Расставание - Леонид Бородин
Шрифт:
Интервал:
Закладка:
Я смотрю на Валентину — ведь она, как-никак, философ по профессии, но прежде всего она — женщина. Она не обижается за философию, я даже предполагаю, что на философию ей вообще наплевать; во всяком случае, у них с отцом сейчас на лицах на редкость одинаковые улыбки.
— Я читала Шопенгауэра, — провозглашает Леночка. — Господи, какой дурак! Нет, вы не представляете, что он пишет!
— Что же пишет дурак Шопенгауэр? — спрашиваю я со смехом.
Леночка кидает на меня презрительный взгляд.
— Ни одна женцина… так он и говорит… ни одна женщина не станет сама предлагать себя, потому что при всей своей красоте она рискует быть отвергнутой, мужчинам, видите ли, часто не до любви. Но когда мужчина сделает первый шаг сам, то женщина, дескать, сразу становится сговорчивой. Ну, не дурак разве?

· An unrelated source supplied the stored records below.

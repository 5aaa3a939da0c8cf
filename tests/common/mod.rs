//! Shared support for the host tests: a minimal executor that parks the
//! test thread until a waker (the embassy-time std driver, or a mock
//! interrupt from another thread) unparks it.
#![allow(dead_code)]

use std::future::Future;
use std::pin::pin;
use std::sync::Arc;
use std::task::{Context, Poll, Wake, Waker};
use std::thread::{self, Thread};

struct ThreadWaker(Thread);

impl Wake for ThreadWaker {
    fn wake(self: Arc<Self>) {
        self.0.unpark();
    }
}

/// Runs a future to completion on the test thread.
pub fn block_on<F: Future>(future: F) -> F::Output {
    let waker = Waker::from(Arc::new(ThreadWaker(thread::current())));
    let mut context = Context::from_waker(&waker);
    let mut future = pin!(future);
    loop {
        match future.as_mut().poll(&mut context) {
            Poll::Ready(output) => return output,
            // An unpark that raced ahead of us makes the next park return
            // immediately, so no wakeup is ever lost.
            Poll::Pending => thread::park(),
        }
    }
}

— Да, пожалуй, это не лучшая мысль Шопенгауэра, — с улыбкой соглашается Валентина.
Леночка энергично трясет кудряшками.
— Мужчина, который ничего не понимает в женщине, он вообще ничего умного сказать не может. Он же просто самец! Или вот еще: самый умный тот, по мнению этого «философа», кто не проявляет жалости, потому что знает, что не встретит ее по отношению к себе. А вот мне его жалко, и значит, вся его философия — чепуха.
Леночка поджимает губки и затем сообщает полушепотом:
— И Маркс ваш тоже дурак.
Теперь уже все смеются. И Леночка вместе со всеми.

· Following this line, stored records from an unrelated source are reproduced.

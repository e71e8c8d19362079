//! Backend that runs an external program (the `gh` CLI by default).

use super::{Backend, Invocation};
use crate::errors::IssueError;
use std::process::{Command, Stdio};
use tracing::debug;

/// Runs the configured program as a child process and captures its output.
#[derive(Debug, Clone)]
pub struct ProcessBackend {
    program: String,
}

impl ProcessBackend {
    pub fn new(program: impl Into<String>) -> Self {
        Self {
            program: program.into(),
        }
    }
}

impl Default for ProcessBackend {
    fn default() -> Self {
        Self::new("gh")
    }
}

impl Backend for ProcessBackend {
    fn program(&self) -> &str {
        &self.program
    }

    fn invoke(&self, args: &[String]) -> Result<Invocation, IssueError> {
        debug!(program = %self.program, ?args, "invoking backend");

        // The child never sees our stdin; body content is read by the router.
        let output = Command::new(&self.program)
            .args(args)
            .stdin(Stdio::null())
            .stdout(Stdio::piped())
            .stderr(Stdio::piped())
            .output()
            .map_err(|e| {
                IssueError::backend(format!("Failed to run {}", self.program), Some(e.to_string()))
            })?;

        let invocation = Invocation {
            status: output.status.code(),
            stdout: String::from_utf8_lossy(&output.stdout).to_string(),
            stderr: String::from_utf8_lossy(&output.stderr).to_string(),
        };

        debug!(status = ?invocation.status, "backend exited");
        Ok(invocation)
    }
}
//! Configuration file loading and parsing.
//!
//! gh-issues reads optional settings from `.gh-issues.toml` in the current
//! directory (or the file named by `GH_ISSUES_CONFIG`). If no config file
//! exists, the system falls back to sensible defaults.

use anyhow::{Context, Result};
use serde::Deserialize;
use std::path::{Path, PathBuf};

use crate::output::OutputMode;

/// Default config file name, looked up in the current directory.
pub const CONFIG_FILE: &str = ".gh-issues.toml";

/// Environment variable naming an explicit config file.
pub const CONFIG_ENV: &str = "GH_ISSUES_CONFIG";

/// Environment variable overriding the backend program.
pub const BACKEND_ENV: &str = "GH_ISSUES_BACKEND";

const DEFAULT_PROGRAM: &str = "gh";
const DEFAULT_LIMIT: u32 = 30;

/// Contents of `.gh-issues.toml`. Every key is optional.
#[derive(Debug, Clone, Default, Deserialize)]
#[serde(deny_unknown_fields)]
pub struct FileConfig {
    /// Backend executable (default: gh).
    pub program: Option<String>,
    /// Result limit for list and search (default: 30).
    pub default_limit: Option<u32>,
    /// Output mode when `--output` is not given (default: human).
    pub default_output: Option<OutputMode>,
}

impl FileConfig {
    /// Load configuration from `path` if it exists.
    ///
    /// Returns an empty config if the file doesn't exist.
    /// Returns an error if the file exists but is malformed.
    pub fn load(path: &Path) -> Result<Self> {
        if !path.exists() {
            return Ok(FileConfig::default());
        }

        let content = std::fs::read_to_string(path)
            .with_context(|| format!("Failed to read {}", path.display()))?;

        toml::from_str(&content).with_context(|| format!("Failed to parse {}", path.display()))
    }
}

/// Effective settings after applying file, environment and defaults.
#[derive(Debug, Clone, PartialEq, Eq)]
pub struct Settings {
    pub program: String,
    pub default_limit: u32,
    pub default_output: OutputMode,
}

impl Default for Settings {
    fn default() -> Self {
        Self {
            program: DEFAULT_PROGRAM.to_string(),
            default_limit: DEFAULT_LIMIT,
            default_output: OutputMode::Human,
        }
    }
}

impl Settings {
    /// Merge a file config with an optional backend override.
    pub fn resolve(file: FileConfig, backend_override: Option<String>) -> Self {
        let defaults = Settings::default();
        Self {
            program: backend_override
                .filter(|p| !p.trim().is_empty())
                .or(file.program)
                .unwrap_or(defaults.program),
            default_limit: file
                .default_limit
                .filter(|l| *l > 0)
                .unwrap_or(defaults.default_limit),
            default_output: file.default_output.unwrap_or(defaults.default_output),
        }
    }

    /// Load settings for a process started in `cwd`, honoring the
    /// `GH_ISSUES_CONFIG` and `GH_ISSUES_BACKEND` environment variables.
    pub fn from_env(cwd: &Path) -> Result<Self> {
        let path = std::env::var_os(CONFIG_ENV)
            .map(PathBuf::from)
            .unwrap_or_else(|| cwd.join(CONFIG_FILE));

        let file = FileConfig::load(&path)?;
        Ok(Self::resolve(file, std::env::var(BACKEND_ENV).ok()))
    }
}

Я ловлю переглядку Валентины с отцом и понимаю, что ей пора уходить. Но что-то во взгляде отца настораживает меня; он, кажется, огорчен или разочарован, и мне по-прежнему не ясно, что все-таки между ними…

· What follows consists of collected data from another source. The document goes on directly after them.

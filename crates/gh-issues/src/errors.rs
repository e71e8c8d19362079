//! Error taxonomy for command processing.
//!
//! Every failure a command can hit is one of four kinds. The router catches
//! all of them at its boundary and turns them into an
//! [`ErrorRecord`](crate::output::ErrorRecord), so none of them escape as an
//! uncaught process failure.

use std::fmt;
use std::io;
use std::path::PathBuf;
use thiserror::Error;

/// Broad classification of an [`IssueError`], used for logging.
#[derive(Debug, Clone, Copy, PartialEq, Eq)]
pub enum ErrorKind {
    /// A required option or argument is missing or malformed
    Validation,
    /// No body source yielded content, or a source could not be read
    BodyResolution,
    /// The backend exited non-zero, could not start, or produced garbage
    BackendInvocation,
    /// The backend session is not established
    AuthenticationUnavailable,
}

impl fmt::Display for ErrorKind {
    fn fmt(&self, f: &mut fmt::Formatter<'_>) -> fmt::Result {
        let name = match self {
            ErrorKind::Validation => "validation",
            ErrorKind::BodyResolution => "body_resolution",
            ErrorKind::BackendInvocation => "backend_invocation",
            ErrorKind::AuthenticationUnavailable => "authentication_unavailable",
        };
        f.write_str(name)
    }
}

/// A failure anywhere in the command pipeline.
#[derive(Debug, Error)]
pub enum IssueError {
    #[error("{0}")]
    Validation(String),

    #[error("No body provided. Use --body, --body-file, or --stdin")]
    MissingBody,

    #[error("File not found: {}", .0.display())]
    BodyFileNotFound(PathBuf),

    #[error("Failed to read body from {origin}")]
    BodyUnreadable {
        origin: String,
        #[source]
        source: io::Error,
    },

    #[error("{message}")]
    Backend {
        message: String,
        details: Option<String>,
    },

    #[error("{program} not authenticated. Run: {program} auth login")]
    AuthenticationUnavailable { program: String },
}

impl IssueError {
    pub fn validation(message: impl Into<String>) -> Self {
        IssueError::Validation(message.into())
    }

    /// Backend failure carrying the diagnostic text, if any was produced.
    pub fn backend(message: impl Into<String>, details: Option<String>) -> Self {
        IssueError::Backend {
            message: message.into(),
            details: details.filter(|d| !d.trim().is_empty()),
        }
    }

    pub fn kind(&self) -> ErrorKind {
        match self {
            IssueError::Validation(_) => ErrorKind::Validation,
            IssueError::MissingBody
            | IssueError::BodyFileNotFound(_)
            | IssueError::BodyUnreadable { .. } => ErrorKind::BodyResolution,
            IssueError::Backend { .. } => ErrorKind::BackendInvocation,
            IssueError::AuthenticationUnavailable { .. } => ErrorKind::AuthenticationUnavailable,
        }
    }

    /// Diagnostic text shown alongside the message.
    pub fn details(&self) -> Option<String> {
        match self {
            IssueError::Backend { details, .. } => details.clone(),
            IssueError::BodyUnreadable { source, .. } => Some(source.to_string()),
            _ => None,
        }
    }
}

Женщины стаскивают посуду на кухню, по очереди проверяют себя перед зеркалом в прихожей, мы же с отцом топчемся рядом, любуемся женской суетой. Но что-то все же тревожит меня, я только надеюсь, что к моему поведению отец не должен иметь претензий.
И тут мне, последнему выходящему, вонзается в спину телефонный звонок. Я секунду колеблюсь, затем машу рукой, дескать, пусть звонит. Но отец как всегда деловит.
— Мы подождем тебя у подъезда. И я возвращаюсь в комнату. Голос матери узнаю сразу.
— Гена, — говорит она неестественно спокойно, — ты не мог бы сейчас приехать ко мне?
Честно говоря, именно сейчас мне не хочется ехать к матери, не то у меня настроение.
— Прямо сейчас? — спрашиваю. — А может, завтра? У меня кое-какие дела…
Мать молчит.
— Что-нибудь серьезное?
Она по-прежнему молчит. Как будто телефон отключился.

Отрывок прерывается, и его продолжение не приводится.